As I began with, I say you wrote this final installment well; none of the devices you used could really be said to be overused; you provide an easy out--although a believable one - - to both of our main characters, so that they can kill Nemez, yet live to tell the tale. I will say that using the Shadow guard proved interesting and unexpected, although the story didn't provide any reason for it being there, as before it was having the female lead kill a demon because it stole someone else's soul. So if I were going to say there were some weakness in the story, I would name that as maybe some type of omission that could have been addressed. However I enjoyed how you concluded this, and because of that and how well you wrote it on the balance, I rate it a 5.

AlexFourwaysAlexFourwaysabout 2 months ago

Hi Still Stunned. This is going to sound a bit like Comentarista82, (C82) but bear with me.

Firstly, I must say that I enjoyed C82’s comments as he added some elements of knowledge that I didn’t have.

Secondly, I have only just read The Rivals because I have (I think) read almost all of your other stories and they have been an inspiration to my humble works. Grovel Grovel 😉

What has inspired me to put fingers to keyboard was C82’s comment about the melix turning up three times, when twice would have been enough. But I can see why you needed it. To explain, I would (briefly) list my three plot points that I have seen, use and abused.

1. Plot Premise. For example set in 1800, aliens on a ship would naturally be foreigners on something that travels on water. Set in 2800, non-Earthlings on a space-ship. On this site I have noticed premise problems about Football Players and College vs University and State vs Insurance healthcare etc…

2. Plot Plant (yes pun) commonly known as Chekhov’s Gun. Something mentioned earlier that becomes critical later. Here there is the melix, the shadow guards and the shadow. We needed to know about the melix, introduced early, but I think the second one was needed so we knew they were not super rare / extinct. Shadow guards, similarly. The shadow, briefly mentioned on page 4 “she noticed a shadow that was darker than it should be”. This was the shadow guard’s portal on page 5. Of course Shadow Guard’s would be hunting down melix in the same way that the melix consumes their souls.

3. Plot Patch. When suddenly the author reveals a fact known only to themselves, (or hidden in confusion) such that the ship in the 1800’s was in fact a space-ship, and only revealed when the hero enters the control room and finds his pistol is a blaster. I don’t think it’s clever, or fair on the reader, even to play an April Fool’s Joke. By the way, Avilia explaining how she got Farflier was not a Plot Patch as it wasn’t plot critical, just a bit of dressing detail.
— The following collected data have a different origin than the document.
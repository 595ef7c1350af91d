use crate::types::{GeoError, GeoRaster, GeoResult, GeoTransform, SampleType};
use gdal::raster::{Buffer, GdalDataType};
use gdal::{Dataset, DriverManager};
use ndarray::{Array2, Array3, Axis};
use std::path::Path;

/// GDAL backed loader and writer for [`GeoRaster`]
pub struct RasterReader;

impl RasterReader {
    /// Read all bands of a raster file as f64
    pub fn read<P: AsRef<Path>>(path: P) -> GeoResult<GeoRaster> {
        log::info!("Reading raster from: {}", path.as_ref().display());
        let dataset = Dataset::open(path.as_ref())?;
        GeoRaster::from_dataset(&dataset)
    }

    /// Write a raster as a GeoTIFF, one f64 band per raster band
    pub fn write_geotiff<P: AsRef<Path>>(
        raster: &GeoRaster,
        output_path: P,
        nodata: Option<f64>,
    ) -> GeoResult<()> {
        log::info!("Saving raster as GeoTIFF: {}", output_path.as_ref().display());

        let driver = DriverManager::get_driver_by_name("GTiff")?;
        let (height, width, bands) = raster.data.dim();

        let mut dataset = driver.create_with_band_type::<f64, _>(
            output_path.as_ref(),
            width as isize,
            height as isize,
            bands as isize,
        )?;

        if let Some(gt) = raster.geo_transform {
            dataset.set_geo_transform(&gt.to_gdal())?;
        }
        if let Some(projection) = raster.projection.as_deref() {
            dataset.set_projection(projection)?;
        }

        for band_index in 0..bands {
            let mut rasterband = dataset.rasterband(band_index as isize + 1)?;
            let flat_data: Vec<f64> = raster.data.index_axis(Axis(2), band_index).iter().cloned().collect();
            let buffer = Buffer::new((width, height), flat_data);
            rasterband.write((0, 0), (width, height), &buffer)?;

            if nodata.is_some() {
                rasterband.set_no_data_value(nodata)?;
            }
        }

        log::debug!("Wrote {} band(s) of {}x{} pixels", bands, width, height);
        Ok(())
    }
}

impl GeoRaster {
    /// Load every band of an open GDAL dataset.
    ///
    /// A missing geotransform or an empty projection string are kept as `None`.
    pub fn from_dataset(dataset: &Dataset) -> GeoResult<Self> {
        let (width, height) = dataset.raster_size();
        let band_count = dataset.raster_count().max(0) as usize;
        if band_count == 0 {
            return Err(GeoError::InvalidInput("Dataset contains no raster bands".to_string()));
        }
        log::debug!("Raster size: {}x{} with {} band(s)", width, height, band_count);

        // TODO: read bands concurrently once more than a handful of bands is common
        let mut data = Array3::<f64>::zeros((height, width, band_count));
        let mut sample_types = Vec::with_capacity(band_count);
        for band_index in 0..band_count {
            let rasterband = dataset.rasterband(band_index as isize + 1)?;
            sample_types.push(sample_type_of(rasterband.band_type()));
            let band_data = rasterband.read_as::<f64>((0, 0), (width, height), (width, height), None)?;
            let band = Array2::from_shape_vec((height, width), band_data.data)
                .map_err(|e| GeoError::Processing(format!("Failed to reshape band {}: {}", band_index + 1, e)))?;
            data.index_axis_mut(Axis(2), band_index).assign(&band);
        }

        let geo_transform = match dataset.geo_transform() {
            Ok(gt) => Some(GeoTransform::from_gdal(gt)),
            Err(e) => {
                log::debug!("Raster has no geotransform: {}", e);
                None
            }
        };
        let projection = Some(dataset.projection());
        log::debug!("Raster geotransform: {:?}", geo_transform);

        // mixed band types keep full precision
        let sample_type = match sample_types.split_first() {
            Some((first, rest)) if rest.iter().all(|t| t == first) => *first,
            _ => {
                log::debug!("Bands have mixed data types: {:?}", sample_types);
                SampleType::Float64
            }
        };

        Ok(GeoRaster::new(data, geo_transform, projection).with_sample_type(sample_type))
    }
}

fn sample_type_of(band_type: GdalDataType) -> SampleType {
    match band_type {
        GdalDataType::Float32 => SampleType::Float32,
        GdalDataType::Float64 | GdalDataType::Unknown => SampleType::Float64,
        _ => SampleType::Integer,
    }
}
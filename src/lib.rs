//! geocorners: true data-area corners and no-data estimation for rasters
//!
//! Georeferenced rasters are often padded with no-data pixels around the
//! actual scene footprint. This library finds the corners of that footprint
//! in map coordinates and infers the no-data value from the raster corners,
//! as needed when matching windows for image co-registration.

pub mod types;
pub mod io;
pub mod core;

#[cfg(feature = "python")]
mod python;

// Re-export main types and functions for easier access
pub use types::{
    BinaryMask, Diagnostic, DiagnosticKind, GeoError, GeoRaster, GeoResult, GeoTransform, MapPoint,
    NoDataEstimate, NoDataSpec, PixelPoint, RasterAccessor, RasterElement, SampleType,
};

pub use io::RasterReader;

pub use crate::core::{
    angle_to_north, angle_to_north_batch, find_nodata_value, find_nodata_value_from_path,
    get_array_position_from_box, get_gdal_read_inputs_from_box, get_subset_geotransform,
    get_true_corner_map_xy, get_true_corner_map_xy_from_path, CornerDetection, CornerDetectionParams,
    CornerDetector, NoDataEstimationParams, NoDataEstimator,
};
I have views on Time Travel, as in how you can only change your own future and not anything you know about in your past. However, you can go back in chronological time and do something to change your future (c.f. Bill and Ted when they need a distraction and decide that they will go back in time and set up a tape recording, which they then hear. All their future timelines.)

AnonymousAnonymous16 days ago

Wow! Very exciting finale! The build-up of compassion and love (though never explicitely mentioned) between Avilia and Sligh (two very likable characters) made this series a captivating read. Really good sexy and yet romantic fantasy.

AchtungNightAchtungNight14 days ago
Great finish

Great finish

Enjoyed this final chapter. The twists and character interactions were great, the sex too. Liked the callback with the demon in particular. Thx for the tale.

intim8intim88 days ago

I'm not at all a fan of sword and sorcery, and this ws still an excellent series. I really enjoyed it.